Please write out exactly, and only, the lines from the first in the material below to the line containing "valid field tree.", both included.
******
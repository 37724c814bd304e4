//! Error types for the semantics crate.
//!
//! Malformed *content* never produces an error: the enforcer deletes it.
//! These errors cover malformed *schemas* and failing semantics sources.

use h5p_core::NameError;
use thiserror::Error;

/// Errors raised while parsing semantics or resolving libraries.
#[derive(Debug, Error)]
pub enum SemanticsError {
    /// A semantics document does not describe a valid field tree.
    #[error("invalid semantics at {path}: {reason}")]
    InvalidSchema { path: String, reason: String },

    /// The semantics source failed to produce a library's schema.
    #[error("failed to load semantics for {library}: {reason}")]
    Source { library: String, reason: String },

    /// A library name could not be parsed.
    #[error(transparent)]
    Name(#[from] NameError),

    /// A semantics document is not valid JSON.
    #[error("JSON error: {0}")]
    Json(#[from] serde_json::Error),
}

impl SemanticsError {
    pub(crate) fn invalid(path: &str, reason: impl Into<String>) -> Self {
        Self::InvalidSchema {
            path: path.to_string(),
            reason: reason.into(),
        }
    }
}

/// Result type alias for semantics operations.
pub type SemanticsResult<T> = Result<T, SemanticsError>;

#[cfg(test)]
mod tests {
    use super::*;

    #[test]
    fn invalid_schema_display_carries_path() {
        let err = SemanticsError::invalid("[0].fields[1]", "group without fields");
        let msg = format!("{err}");
        assert!(msg.contains("[0].fields[1]"));
        assert!(msg.contains("group without fields"));
    }

    #[test]
    fn name_error_is_transparent() {
        let err = SemanticsError::from(NameError::InvalidUbername("H5P Example".into()));
        assert_eq!(
            format!("{err}"),
            format!("{}", NameError::InvalidUbername("H5P Example".into()))
        );
    }
}
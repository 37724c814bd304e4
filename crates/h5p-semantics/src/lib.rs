//! # h5p-semantics — Content Parameters Against Semantic Schemas
//!
//! A content type describes the shape of its parameters in
//! `semantics.json`. This crate parses those schemas and walks parameter
//! documents alongside them:
//!
//! - [`field`] — the typed schema model ([`SemanticField`], [`FieldKind`]).
//! - [`source`] — where schemas come from ([`SemanticsSource`],
//!   [`SemanticsCatalog`]).
//! - [`walker`] — the depth-first [`SemanticTreeWalker`] and its
//!   [`Visitor`] protocol, including nested library resolution.
//! - [`enforcer`] — [`SemanticsEnforcer`], which deletes invalid library
//!   references and sanitizes text in place.
//! - [`html`] — the per-field [`HtmlWhitelist`].
//! - [`files`] — [`scan_files`], listing the files content refers to.
//!
//! ```
//! use h5p_core::VersionedName;
//! use h5p_semantics::{SemanticsCatalog, SemanticsEnforcer};
//! use serde_json::json;
//!
//! let main = VersionedName::parse("H5P.Text-1.0").unwrap();
//! let catalog = SemanticsCatalog::new()
//!     .with_json(&main, &json!([{"name": "text", "type": "text", "tags": ["em"]}]))
//!     .unwrap();
//!
//! let mut params = json!({"text": "<em>hi</em><script>alert(1)</script>"});
//! SemanticsEnforcer::new(&catalog).enforce(&mut params, &main).unwrap();
//! assert_eq!(params, json!({"text": "<em>hi</em>"}));
//! ```

pub mod enforcer;
pub mod error;
pub mod field;
pub mod files;
pub mod html;
pub mod source;
pub mod walker;

pub use enforcer::{EnforcementReport, EnforcerOptions, SemanticsEnforcer};
pub use error::{SemanticsError, SemanticsResult};
pub use field::{
    parse_semantics, parse_semantics_str, FieldKind, FontOptions, SemanticField, TextField,
    TextPattern,
};
pub use files::{scan_files, FileReference};
pub use html::HtmlWhitelist;
pub use source::{SemanticsCatalog, SemanticsSource};
pub use walker::{SemanticTreeWalker, Visit, Visitor, ROOT_PATH};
******
* **Answer box**:
repository 37724c814bd304e4
//! Error types for the semantics crate.
//!
//! Malformed *content* never produces an error: the enforcer deletes it.
//! These errors cover malformed *schemas* and failing semantics sources.

use h5p_core::NameError;
use thiserror::Error;

/// Errors raised while parsing semantics or resolving libraries.
#[derive(Debug, Error)]
pub enum SemanticsError {
    /// A semantics document does not describe a valid field tree.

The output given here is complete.